Not proud of how you spent your money during the holidays? It is easy to lose control of your finance and go over your budget during the holidays. And this can be worse if you go into the holiday without plans or a budget. But all's not lost. You can use January to get your finances back in shape. 

January provides a good window for taking control of your finances for many reasons. Temptations to spend are usually low. First, there is little peer pressure as your friends and family will also be looking to get their finances in order and with the holiday offers gone; everything will suddenly look too overpriced to buy. You can leverage this window and start 2023 on the right foot financially. 

Even if you didn't overspend during the festive season, you still need to utilise the financial benefit of January. You might have that one bad habit you've been looking to drop or replace, and you can use this month to do that. This will allow you to start the new year with a clean slate and set a precedent for managing your money for the rest of the year. 

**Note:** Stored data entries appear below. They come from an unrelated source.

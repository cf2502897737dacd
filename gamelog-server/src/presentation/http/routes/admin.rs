use axum::Router;
use axum::middleware;
use axum::routing::{post, put};

use crate::presentation::AppState;
use crate::presentation::http::handlers::categories::{
    create_category, delete_category, rename_category,
};
use crate::presentation::http::handlers::play_logs::create_play_log;
use crate::presentation::http::handlers::posts::{create_post, delete_post, update_post};
use crate::presentation::http::middleware::auth::jwt_auth_middleware;

/// Every write endpoint; all of them require a bearer token.
pub(crate) fn router(state: AppState) -> Router<AppState> {
    Router::new()
        .route("/admin/posts", post(create_post))
        .route("/admin/posts/{id}", put(update_post).delete(delete_post))
        .route("/admin/categories", post(create_category))
        .route(
            "/admin/categories/{id}",
            put(rename_category).delete(delete_category),
        )
        .route("/play-logs", post(create_play_log))
        .route_layer(middleware::from_fn_with_state(state, jwt_auth_middleware))
}
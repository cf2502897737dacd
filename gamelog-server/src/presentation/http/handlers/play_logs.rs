use axum::{Json, extract::State, http::StatusCode};
use chrono::{DateTime, Utc};
use serde::{Deserialize, Serialize};
use utoipa::ToSchema;
use validator::Validate;

use crate::domain::play_log::{CreatePlayLogRequest, PlayLog};
use crate::presentation::AppState;
use crate::presentation::http::app_error::AppResult;
use crate::presentation::http::extract::ApiJson;
use crate::presentation::http::middleware::auth::AuthenticatedUser;

#[derive(Debug, Deserialize, Validate, ToSchema)]
pub(crate) struct CreatePlayLogDto {
    #[validate(range(min = 1))]
    pub(crate) post_id: i64,
    #[validate(length(min = 1))]
    pub(crate) content: String,
}

#[derive(Debug, Serialize, ToSchema)]
pub(crate) struct PlayLogDto {
    pub(crate) id: i64,
    pub(crate) post_id: i64,
    pub(crate) content: String,
    pub(crate) created_at: DateTime<Utc>,
    pub(crate) updated_at: DateTime<Utc>,
}

impl From<PlayLog> for PlayLogDto {
    fn from(log: PlayLog) -> Self {
        Self {
            id: log.id,
            post_id: log.post_id,
            content: log.content,
            created_at: log.created_at,
            updated_at: log.updated_at,
        }
    }
}

#[utoipa::path(
    post,
    path = "/api/play-logs",
    tag = "play-logs",
    security(
        ("bearer_auth" = [])
    ),
    request_body = CreatePlayLogDto,
    responses(
        (status = 201, description = "Play log added", body = PlayLogDto),
        (status = 400, description = "Validation error"),
        (status = 401, description = "Unauthorized"),
        (status = 404, description = "Post not found"),
        (status = 500, description = "Internal error")
    )
)]
pub(crate) async fn create_play_log(
    State(state): State<AppState>,
    _auth: AuthenticatedUser,
    ApiJson(dto): ApiJson<CreatePlayLogDto>,
) -> AppResult<(StatusCode, Json<PlayLogDto>)> {
    dto.validate()?;
    let req = CreatePlayLogRequest {
        post_id: dto.post_id,
        content: dto.content,
    };

    let log = state.play_log_service.create_play_log(req).await?;
    Ok((StatusCode::CREATED, Json(PlayLogDto::from(log))))
}
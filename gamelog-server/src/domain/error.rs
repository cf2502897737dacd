use thiserror::Error;

#[derive(Debug, Error)]
pub(crate) enum DomainError {
    #[error("validation failed for '{field}': {message}")]
    Validation {
        field: &'static str,
        message: &'static str,
    },

    #[error("not found: {0}")]
    NotFound(String),

    #[error("already exists: {0}")]
    AlreadyExists(String),

    #[error("forbidden: {0}")]
    Forbidden(&'static str),

    #[error("invalid credentials")]
    InvalidCredentials,

    #[error("unexpected error: {0}")]
    Unexpected(String),
}

impl DomainError {
    pub(crate) fn validation(field: &'static str, message: &'static str) -> Self {
        Self::Validation { field, message }
    }
}
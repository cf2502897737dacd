use axum::{Json, extract::State, http::StatusCode};
use chrono::{DateTime, Utc};
use serde::{Deserialize, Serialize};
use utoipa::ToSchema;
use validator::Validate;

use crate::domain::user::{LoginRequest, RegisterRequest, User};
use crate::presentation::AppState;
use crate::presentation::http::app_error::AppResult;
use crate::presentation::http::extract::ApiJson;

#[derive(Debug, Deserialize, Validate, ToSchema)]
pub(crate) struct RegisterDto {
    #[validate(email)]
    pub(crate) email: String,
    #[validate(length(min = 8, max = 128))]
    pub(crate) password: String,
}

#[derive(Debug, Deserialize, Validate, ToSchema)]
pub(crate) struct LoginDto {
    #[validate(length(min = 1, max = 254))]
    pub(crate) email: String,
    #[validate(length(min = 1))]
    pub(crate) password: String,
}

#[derive(Debug, Serialize, ToSchema)]
pub(crate) struct AuthResponseDto {
    pub(crate) access_token: String,
    pub(crate) user: UserDto,
}

#[derive(Debug, Serialize, ToSchema)]
pub(crate) struct UserDto {
    pub(crate) id: i64,
    pub(crate) email: String,
    pub(crate) created_at: DateTime<Utc>,
}

impl From<User> for UserDto {
    fn from(user: User) -> Self {
        Self {
            id: user.id,
            email: user.email,
            created_at: user.created_at,
        }
    }
}

#[utoipa::path(
    post,
    path = "/api/auth/register",
    tag = "auth",
    request_body = RegisterDto,
    responses(
        (status = 201, description = "Registered successfully", body = AuthResponseDto),
        (status = 400, description = "Validation error"),
        (status = 403, description = "Registration disabled"),
        (status = 409, description = "Email already registered"),
        (status = 500, description = "Internal error")
    )
)]
pub(crate) async fn register(
    State(state): State<AppState>,
    ApiJson(dto): ApiJson<RegisterDto>,
) -> AppResult<(StatusCode, Json<AuthResponseDto>)> {
    dto.validate()?;

    let req = RegisterRequest {
        email: dto.email,
        password: dto.password,
    };

    let result = state.auth_service.register(req).await?;

    Ok((
        StatusCode::CREATED,
        Json(AuthResponseDto {
            access_token: result.access_token,
            user: result.user.into(),
        }),
    ))
}

#[utoipa::path(
    post,
    path = "/api/auth/login",
    tag = "auth",
    request_body = LoginDto,
    responses(
        (status = 200, description = "Login successful", body = AuthResponseDto),
        (status = 400, description = "Validation error"),
        (status = 401, description = "Invalid credentials"),
        (status = 500, description = "Internal error")
    )
)]
pub(crate) async fn login(
    State(state): State<AppState>,
    ApiJson(dto): ApiJson<LoginDto>,
) -> AppResult<(StatusCode, Json<AuthResponseDto>)> {
    dto.validate()?;

    let req = LoginRequest {
        email: dto.email,
        password: dto.password,
    };

    let result = state.auth_service.login(req).await?;

    Ok((
        StatusCode::OK,
        Json(AuthResponseDto {
            access_token: result.access_token,
            user: result.user.into(),
        }),
    ))
}
use axum::{Json, Router, routing::get};
use serde::Serialize;

use super::AppState;

pub(crate) mod app_error;
pub(crate) mod extract;
pub(crate) mod handlers;
pub(crate) mod middleware;
pub(crate) mod routes;


pub(crate) fn routes(state: AppState) -> Router {
    Router::new()
        .route("/healthz", get(health_handler))
        .merge(routes::router(state.clone()))
        .with_state(state)
}

#[derive(Debug, Serialize)]
struct HealthzResponse {
    status: &'static str,
}

async fn health_handler() -> Json<HealthzResponse> {
    Json(HealthzResponse { status: "ok" })
}
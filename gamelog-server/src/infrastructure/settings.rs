use anyhow::{Context, Result, anyhow};

/// Cover art hosts accepted when `IMAGE_HOST_ALLOWLIST` is not set.
const DEFAULT_IMAGE_HOSTS: &str = "w1980.blob.core.windows.net,placehold.jp,\
images.microcms-assets.io,**.supabase.co,upload.wikimedia.org";

#[derive(Debug, Clone)]
pub(crate) struct Settings {
    pub(crate) database_url: String,
    pub(crate) database_max_connections: u32,
    pub(crate) jwt_secret: String,
    pub(crate) jwt_ttl_seconds: i64,
    pub(crate) http_addr: String,
    pub(crate) cors_origins: Vec<String>,
    pub(crate) log_level: String,
    pub(crate) http_request_body_limit_bytes: usize,
    pub(crate) http_concurrency_limit: usize,
    pub(crate) http_request_timeout_secs: u64,
    pub(crate) image_host_allowlist: Vec<String>,
    pub(crate) registration_enabled: bool,
    pub(crate) seed_demo_data: bool,
}

impl Settings {
    pub(crate) fn from_env() -> Result<Self> {
        let database_url = get_required("DATABASE_URL").context("DATABASE_URL is required")?;
        let jwt_secret = get_required("JWT_SECRET").context("JWT_SECRET is required")?;
        let jwt_ttl_seconds: i64 = std::env::var("JWT_TTL_SECONDS")
            .unwrap_or_else(|_| "3600".to_string())
            .parse()
            .context("Failed to parse JWT_TTL_SECONDS, expecting integer")?;

        if jwt_secret.chars().count() < 32 {
            return Err(anyhow!("JWT_SECRET must be at least 32 characters"));
        }

        let database_max_connections =
            u32::try_from(parse_usize_env("DATABASE_MAX_CONNECTIONS", 10)?)
                .context("DATABASE_MAX_CONNECTIONS is too large")?;
        let http_addr = std::env::var("HTTP_ADDR").unwrap_or_else(|_| "0.0.0.0:8080".to_string());
        let cors_origins = parse_list(
            &std::env::var("CORS_ORIGINS")
                .unwrap_or_else(|_| "http://localhost:3000,http://127.0.0.1:3000".to_string()),
        );
        let log_level = std::env::var("LOG_LEVEL")
            .or_else(|_| std::env::var("RUST_LOG"))
            .unwrap_or_else(|_| "info".to_string());
        let http_request_body_limit_bytes =
            parse_usize_env("HTTP_REQUEST_BODY_LIMIT_BYTES", 1024 * 1024)?;
        let http_concurrency_limit = parse_usize_env("HTTP_CONCURRENCY_LIMIT", 256)?;
        let http_request_timeout_secs = parse_u64_env("HTTP_REQUEST_TIMEOUT_SECS", 10)?;
        let image_host_allowlist = parse_list(
            &std::env::var("IMAGE_HOST_ALLOWLIST")
                .unwrap_or_else(|_| DEFAULT_IMAGE_HOSTS.to_string()),
        );
        let registration_enabled = parse_bool_env("REGISTRATION_ENABLED", true)?;
        let seed_demo_data = parse_bool_env("SEED_DEMO_DATA", false)?;

        Ok(Self {
            database_url,
            database_max_connections,
            jwt_secret,
            jwt_ttl_seconds,
            http_addr,
            cors_origins,
            log_level,
            http_request_body_limit_bytes,
            http_concurrency_limit,
            http_request_timeout_secs,
            image_host_allowlist,
            registration_enabled,
            seed_demo_data,
        })
    }
}

fn get_required(key: &str) -> Result<String> {
    let value = std::env::var(key)?;
    let value = value.trim().to_string();
    if value.is_empty() {
        return Err(anyhow!("{key} must not be empty"));
    }
    Ok(value)
}

fn parse_list(raw: &str) -> Vec<String> {
    raw.split(',')
        .map(str::trim)
        .filter(|entry| !entry.is_empty())
        .map(str::to_string)
        .collect()
}

fn parse_usize_env(key: &str, default: usize) -> Result<usize> {
    let value = std::env::var(key)
        .unwrap_or_else(|_| default.to_string())
        .parse::<usize>()
        .with_context(|| format!("Failed to parse {key}, expecting positive integer"))?;

    if value == 0 {
        return Err(anyhow!("{key} must be > 0"));
    }
    Ok(value)
}

fn parse_u64_env(key: &str, default: u64) -> Result<u64> {
    let value = std::env::var(key)
        .unwrap_or_else(|_| default.to_string())
        .parse::<u64>()
        .with_context(|| format!("Failed to parse {key}, expecting positive integer"))?;

    if value == 0 {
        return Err(anyhow!("{key} must be > 0"));
    }
    Ok(value)
}

fn parse_bool_env(key: &str, default: bool) -> Result<bool> {
    match std::env::var(key) {
        Ok(raw) => {
            parse_bool(&raw).with_context(|| format!("Failed to parse {key}, expecting bool"))
        }
        Err(_) => Ok(default),
    }
}

fn parse_bool(raw: &str) -> Result<bool> {
    match raw.trim().to_ascii_lowercase().as_str() {
        "1" | "true" | "yes" | "on" => Ok(true),
        "0" | "false" | "no" | "off" => Ok(false),
        other => Err(anyhow!("unexpected value '{other}'")),
    }
}

#[cfg(test)]
mod tests {
    use super::{DEFAULT_IMAGE_HOSTS, parse_bool, parse_list};

    #[test]
    fn parse_list_skips_blank_entries() {
        let list = parse_list(" http://a.test , ,http://b.test,");
        assert_eq!(list, vec!["http://a.test", "http://b.test"]);
    }

    #[test]
    fn default_image_hosts_cover_known_cdns() {
        let hosts = parse_list(DEFAULT_IMAGE_HOSTS);
        assert_eq!(hosts.len(), 5);
        assert!(hosts.iter().any(|host| host == "**.supabase.co"));
        assert!(hosts.iter().any(|host| host == "placehold.jp"));
    }

    #[test]
    fn parse_bool_accepts_common_spellings() {
        assert!(parse_bool(" TRUE ").expect("valid"));
        assert!(parse_bool("on").expect("valid"));
        assert!(!parse_bool("0").expect("valid"));
        assert!(parse_bool("maybe").is_err());
    }
}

This article will explore steps you can take to get your finances in shape after the holidays and what you can do to make the positive changes last the whole year and beyond.

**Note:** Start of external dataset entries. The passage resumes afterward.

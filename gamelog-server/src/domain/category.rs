use chrono::{DateTime, Utc};
use serde::{Deserialize, Serialize};

use super::error::DomainError;

pub(crate) const MAX_CATEGORY_NAME_LEN: usize = 64;

#[derive(Debug, Clone, Serialize, Deserialize)]
pub(crate) struct Category {
    pub(crate) id: i64,
    pub(crate) name: String,
    pub(crate) created_at: DateTime<Utc>,
    pub(crate) updated_at: DateTime<Utc>,
}

/// Lightweight view of a category attached to a post.
#[derive(Debug, Clone, PartialEq, Eq, Serialize, Deserialize)]
pub(crate) struct CategoryRef {
    pub(crate) id: i64,
    pub(crate) name: String,
}

#[derive(Debug, Clone)]
pub(crate) struct CategoryWithCount {
    pub(crate) category: Category,
    pub(crate) post_count: i64,
}

#[derive(Debug, Clone)]
pub(crate) struct CategoryRequest {
    pub(crate) name: String,
}

impl CategoryRequest {
    pub(crate) fn validate(self) -> Result<Self, DomainError> {
        Ok(Self {
            name: normalize_category_name(&self.name)?,
        })
    }
}

impl Category {
    pub(crate) fn new(
        id: i64,
        name: impl Into<String>,
        created_at: DateTime<Utc>,
        updated_at: DateTime<Utc>,
    ) -> Result<Self, DomainError> {
        if id <= 0 {
            return Err(DomainError::validation("id", "must be > 0"));
        }
        let name = normalize_category_name(&name.into())?;

        Ok(Self {
            id,
            name,
            created_at,
            updated_at,
        })
    }
}

fn normalize_category_name(name: &str) -> Result<String, DomainError> {
    let name = name.trim();
    if name.is_empty() || name.chars().count() > MAX_CATEGORY_NAME_LEN {
        return Err(DomainError::validation("name", "must be 1..64 chars"));
    }
    Ok(name.to_string())
}

#[cfg(test)]
mod tests {
    use chrono::Utc;

    use super::{Category, CategoryRequest};

    #[test]
    fn request_trims_name() {
        let req = CategoryRequest {
            name: "  Switch ".to_string(),
        };
        assert_eq!(req.validate().expect("must be valid").name, "Switch");
    }

    #[test]
    fn request_rejects_blank_and_long_names() {
        let blank = CategoryRequest {
            name: "   ".to_string(),
        };
        assert!(blank.validate().is_err());

        let long = CategoryRequest {
            name: "x".repeat(65),
        };
        assert!(long.validate().is_err());
    }

    #[test]
    fn multibyte_names_are_measured_in_chars() {
        let req = CategoryRequest {
            name: "アクション".repeat(12),
        };
        assert!(req.validate().is_ok());
    }

    #[test]
    fn new_rejects_non_positive_id() {
        let now = Utc::now();
        assert!(Category::new(0, "RPG", now, now).is_err());
    }
}
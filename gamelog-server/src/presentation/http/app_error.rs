use axum::{
    Json,
    extract::rejection::{JsonRejection, PathRejection, QueryRejection},
    http::StatusCode,
    response::{IntoResponse, Response},
};
use serde::Serialize;
use thiserror::Error;
use tracing::error;
use validator::ValidationErrors;

use crate::domain::error::DomainError;

#[derive(Debug, Error)]
pub(crate) enum AppError {
    #[error(transparent)]
    Domain(#[from] DomainError),

    #[error("validation error: {0}")]
    Validation(#[from] ValidationErrors),

    #[error("bad request: {0}")]
    BadRequest(String),

    #[error("unauthorized")]
    Unauthorized,

    #[error("internal error")]
    Internal(#[from] anyhow::Error),
}

pub(crate) type AppResult<T> = Result<T, AppError>;

impl From<JsonRejection> for AppError {
    fn from(rejection: JsonRejection) -> Self {
        AppError::BadRequest(rejection.body_text())
    }
}

impl From<QueryRejection> for AppError {
    fn from(rejection: QueryRejection) -> Self {
        AppError::BadRequest(rejection.body_text())
    }
}

impl From<PathRejection> for AppError {
    fn from(rejection: PathRejection) -> Self {
        AppError::BadRequest(rejection.body_text())
    }
}

#[derive(Debug, Serialize)]
struct ErrorBody {
    error: String,
}

impl IntoResponse for AppError {
    fn into_response(self) -> Response {
        let (status, msg) = match self {
            AppError::Domain(err) => match &err {
                DomainError::Validation { .. } => (StatusCode::BAD_REQUEST, err.to_string()),
                DomainError::AlreadyExists(_) => (StatusCode::CONFLICT, err.to_string()),
                DomainError::InvalidCredentials => (StatusCode::UNAUTHORIZED, err.to_string()),
                DomainError::NotFound(_) => (StatusCode::NOT_FOUND, err.to_string()),
                DomainError::Forbidden(_) => (StatusCode::FORBIDDEN, err.to_string()),
                DomainError::Unexpected(detail) => {
                    error!(%detail, "request failed");
                    (
                        StatusCode::INTERNAL_SERVER_ERROR,
                        "internal error".to_string(),
                    )
                }
            },
            AppError::Validation(err) => (StatusCode::BAD_REQUEST, err.to_string()),
            AppError::BadRequest(msg) => (StatusCode::BAD_REQUEST, msg),
            AppError::Unauthorized => (StatusCode::UNAUTHORIZED, "unauthorized".to_string()),
            AppError::Internal(err) => {
                error!(error = %err, "request failed");
                (
                    StatusCode::INTERNAL_SERVER_ERROR,
                    "internal error".to_string(),
                )
            }
        };

        (status, Json(ErrorBody { error: msg })).into_response()
    }
}
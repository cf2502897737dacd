use std::sync::Arc;

use argon2::{
    Algorithm, Argon2, Params, Version,
    password_hash::{
        Error as PasswordHashError, PasswordHash, PasswordHasher, PasswordVerifier, SaltString,
        rand_core::OsRng,
    },
};
use tracing::{info, warn};

use crate::data::user_repository::{NewUser, UserRepository};
use crate::domain::error::DomainError;
use crate::domain::user::{LoginRequest, RegisterRequest, User};
use crate::infrastructure::jwt::JwtService;

#[derive(Debug, Clone)]
pub(crate) struct AuthResult {
    pub(crate) user: User,
    pub(crate) access_token: String,
}

pub(crate) struct AuthService {
    repo: Arc<dyn UserRepository>,
    jwt: Arc<JwtService>,
    registration_enabled: bool,
}

impl AuthService {
    const DUMMY_PASSWORD_HASH: &'static str =
        "$argon2id$v=19$m=19456,t=2,p=1$MDEyMzQ1Njc4OWFiY2RlZg$gwN6hT1sNdk9kI95f7n2Gl3fL0qRmBf2Ffkj2r90/0M";

    pub(crate) fn new(
        repo: Arc<dyn UserRepository>,
        jwt: Arc<JwtService>,
        registration_enabled: bool,
    ) -> Self {
        Self {
            repo,
            jwt,
            registration_enabled,
        }
    }

    pub(crate) async fn register(&self, req: RegisterRequest) -> Result<AuthResult, DomainError> {
        if !self.registration_enabled {
            return Err(DomainError::Forbidden("registration is disabled"));
        }
        let req = req.validate()?;

        let password_hash = self.hash_password(&req.password)?;
        let user = self
            .repo
            .create_user(NewUser {
                email: req.email,
                password_hash,
            })
            .await?;

        info!(user_id = user.id, "user registered");
        let access_token = self.issue_token(&user)?;
        Ok(AuthResult { user, access_token })
    }

    pub(crate) async fn login(&self, req: LoginRequest) -> Result<AuthResult, DomainError> {
        let req = req.validate()?;

        let Some(creds) = self.repo.find_by_email(&req.email).await? else {
            // keep the timing of unknown emails close to a wrong password
            match self.verify_password(&req.password, Self::DUMMY_PASSWORD_HASH) {
                Ok(()) | Err(DomainError::InvalidCredentials) => {}
                Err(err) => return Err(err),
            }
            warn!("login attempt for unknown email");
            return Err(DomainError::InvalidCredentials);
        };

        if let Err(err) = self.verify_password(&req.password, &creds.password_hash) {
            warn!(user_id = creds.user.id, "login rejected");
            return Err(err);
        }

        let access_token = self.issue_token(&creds.user)?;
        Ok(AuthResult {
            user: creds.user,
            access_token,
        })
    }

    fn issue_token(&self, user: &User) -> Result<String, DomainError> {
        self.jwt
            .generate_token(user.id, &user.email)
            .map_err(|err| DomainError::Unexpected(err.to_string()))
    }

    pub(crate) fn hash_password(&self, raw_password: &str) -> Result<String, DomainError> {
        let salt = SaltString::generate(&mut OsRng);
        let password_hash = Self::argon2()?
            .hash_password(raw_password.as_bytes(), &salt)
            .map_err(|err| DomainError::Unexpected(err.to_string()))?;
        Ok(password_hash.to_string())
    }

    pub(crate) fn verify_password(
        &self,
        raw_password: &str,
        password_hash: &str,
    ) -> Result<(), DomainError> {
        let parsed_hash = PasswordHash::new(password_hash)
            .map_err(|err| DomainError::Unexpected(err.to_string()))?;
        Self::argon2()?
            .verify_password(raw_password.as_bytes(), &parsed_hash)
            .map_err(|err| match err {
                PasswordHashError::Password => DomainError::InvalidCredentials,
                _ => DomainError::Unexpected(err.to_string()),
            })
    }

    fn argon2() -> Result<Argon2<'static>, DomainError> {
        let params = Params::new(19 * 1024, 2, 1, None)
            .map_err(|err| DomainError::Unexpected(err.to_string()))?;
        Ok(Argon2::new(Algorithm::Argon2id, Version::V0x13, params))
    }
}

Read Also: 10 Money Resolutions you Must Make in 2023

Atone for your Overspending by Doing a No-spend January

After overspending during the holiday, a no-spend January can help you regain control of your finances. A no-spend challenge involves going frugal by cutting non-essential expenses and focusing on saving as much money as possible. 

You will pay the normal bills like rent, food, transportation, and utilities. However, you will skip expenses such as eating out, save your discretionary and entertainment budget, and not buy new clothes or furniture or go for a weekend getaway. It might sound like self-punishment, but it is not. It is a practice that will help you reset your finances and can be rewarding in the long run.

Apart from helping you save extra money, no-spend January will help you change your bad money habits. You will be able to get your bad spending habits such as impulse shopping, people-pleasing, and paying for too many subscription services in check. It will teach you good habits like planning purchases, living within your means, and spending money on worthy thighs.

To complete a successful no-spend month, you will need motivation. Start by identifying your goal for doing it, create a viable plan, and track your expenses every day. When you slip, learn to forgive yourself and get back on track.

Read Also: 7 Things You Must Do Help Speed up Your Financial Success  

Join A Money-Saving Challenge 

A money-saving challenge can be a helpful way to save money and develop positive financial habits. It can provide motivation and accountability to help you cut expenses to meet your saving goals. A money-saving challenge is important for people who dug into their savings during the holidays. It offers them a chance to get back on track.

Money-saving challenges can provide a structured and organised approach to saving money. This can be particularly helpful for individuals who struggle with saving discipline or are just getting started. These challenges make the process fun and fulfilling, helping you plan for the future, get your finances in shape and build a safety net without breaking a sweat.

Some money-saving challenges you can take on in January and use to save for your goals include: 

  1. The 52-Week Challenge: This challenge involves saving a specific amount of money each week, starting with a small amount and gradually increasing it over the year. For example, you might begin by saving Ksh100 in the first week, then Ksh200 in the second week, and so on, until you save Ksh5,200 in the year's final week.
  2. The Savings Jar Challenge: This challenge involves setting a specific savings goal and putting aside a certain amount of money each day or week to reach it. For example, you might set a goal of saving Ksh50,000 in six months to buy a washing machine and put aside Ksh2,100 per week to achieve it.
  3. The 30-Day Challenge: This challenge involves choosing a specific area of your spending, such as dining out or entertainment, and reducing or eliminating it for 30 days. This will free up money in your budget to save for specific goals. 
  4. The Savings Sprint Challenge: This challenge involves setting a savings goal and trying to reach it quickly, such as in a month or a quarter. You can have a specific goal, such as saving Ksh60,000 in three months, and use various methods to reach it. The strategy can vary from cutting expenses and increasing income to finding ways to earn extra money.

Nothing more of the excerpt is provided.